Description– “A medium-size (3.8-4.4 cm wingspan) moth, with two very different forms. The nominate form has violet grey-brown forewings with a black antemedian band and basal spot with dark purple-grey between the two. There is a small black patch at the anal angle, bordered on the inner edge with white and along the lower edge with cinnamon. A series of small black dots or wedges marks the outer margin at the veins. The hindwings are grey. Form expultrix lacks stong contrasting markings. It is grey-brown with lighter pink-brown in the basal area, around the orbicular-reniform area and at the anal angle. The reniform and orbicular are each indicated by a small brown spot. The antennae are simple and the sexes are similar.” Pseudothyatira cymatophoroides – University of Alberta Museums Search Site
Habitat– “This species is common in a variety of moist forests. It occurs in coastal rainforests at low to middle elevations west of the Cascades. It is found in moist mixed hardwood-conifer forests of the Rocky Mountain region and in boreal forest in British Columbia.” PNW Moths | Pseudothyatira cymatophoroides
Range– “across southern Canada, and all of United States except the Gulf Coast states” Species Pseudothyatira cymatophoroides – Tufted Thyatirid – Hodges#6237 – BugGuide.Net; This species is widely distributed in forests across the Pacific Northwest at least as far north as west-central British Columbia and Haida Gwaii. It occurs to southern Oregon west of the Cascade Range. It has not yet been collected in eastern Oregon, but occurs in the immediately adjacent parts of southwestern Washington and northern Idaho. Pseudothyatira cymatophoroides has been found in southeastern Idaho near the border with Wyoming.” PNW Moths | Pseudothyatira cymatophoroides
Eats– “This species is a generalist feeding on a wide diversity of hardwood shrubs and trees, but Rubus species in the Rosaceae are particularly favored west of the Cascades.” PNW Moths | Pseudothyatira cymatophoroides; “larvae feed on the leaves of alder, birch, maple, oak, poplar, willow” Species Pseudothyatira cymatophoroides – Tufted Thyatirid – Hodges#6237 – BugGuide.Net
Eaten by– Presumably a host for parasitoids in Hymenoptera and Diptera, and probably preyed upon by insectivores of all classes, but I can find nothing specific for this species.
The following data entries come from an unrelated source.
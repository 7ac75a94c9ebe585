//! Manifest-style URL match patterns.
//!
//! `*` matches any (possibly empty) substring; every other character is
//! literal. A pattern must match the whole URL.
//!
//! ```ignore
//! let p = UrlPattern::new("*://chat.deepseek.com/*")?;
//! assert!(p.matches("https://chat.deepseek.com/a/chat/s/42"));
//! ```

use std::fmt;

use regex::Regex;

#[derive(Clone)]
pub struct UrlPattern {
    glob: String,
    regex: Regex,
}

impl UrlPattern {
    pub fn new(glob: &str) -> Result<Self, regex::Error> {
        let body = glob
            .split('*')
            .map(regex::escape)
            .collect::<Vec<_>>()
            .join(".*");
        let regex = Regex::new(&format!("^{body}$"))?;
        Ok(Self {
            glob: glob.to_string(),
            regex,
        })
    }

    pub fn matches(&self, url: &str) -> bool {
        self.regex.is_match(url)
    }

    pub fn as_str(&self) -> &str {
        &self.glob
    }
}

impl fmt::Debug for UrlPattern {
    fn fmt(&self, f: &mut fmt::Formatter<'_>) -> fmt::Result {
        f.debug_tuple("UrlPattern").field(&self.glob).finish()
    }
}

impl fmt::Display for UrlPattern {
    fn fmt(&self, f: &mut fmt::Formatter<'_>) -> fmt::Result {
        f.write_str(&self.glob)
    }
}

#[cfg(test)]
mod tests {
    use super::*;

    #[test]
    fn test_star_matches_any_substring() {
        let p = UrlPattern::new("*://chat.deepseek.com/*").unwrap();
        assert!(p.matches("https://chat.deepseek.com/a/chat/s/42"));
        assert!(p.matches("http://chat.deepseek.com/"));
        assert!(!p.matches("https://chat.deepseek.com"));
    }

    #[test]
    fn test_dot_is_literal() {
        let p = UrlPattern::new("*://chatgpt.com/*").unwrap();
        assert!(!p.matches("https://chatgptxcom/c/1"));
    }

    #[test]
    fn test_anchored_both_ends() {
        let p = UrlPattern::new("https://chatgpt.com/*").unwrap();
        assert!(!p.matches("xhttps://chatgpt.com/c/1"));
        assert!(!p.matches("https://chatgpt.com.evil.net/"));
        assert!(p.matches("https://chatgpt.com/c/1?x=1"));
    }

    #[test]
    fn test_regex_metacharacters_are_escaped() {
        let p = UrlPattern::new("http://localhost:3000/chat?id=*").unwrap();
        assert!(p.matches("http://localhost:3000/chat?id=7"));
        assert!(!p.matches("http://localhost:3000/cha"));
    }
}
Life cycle– “The larvae are solitary defoliators on deciduous trees and shrubs. Adults have an unusually extended flight period, and it is possible that there is at least a partial second brood.”
Etymology of names– Pseudothyatira means that it is like the closely related genus Thyatira, a name that is “likely from the city of Thyatira in modern Turkey, mentioned in the New Testament (Revelation 2:18-29) and known as one of the Seven Churches of the Apocalypse.” Subfamily Thyatirinae – False Owlet Moths – BugGuide.Net The specific epithet cymatophoroides just means that it is like the Cymatophora approximaria (the giant grey moth), and that genus name means ‘wave bearing’, an allusion to wavy lines which has no application for this species.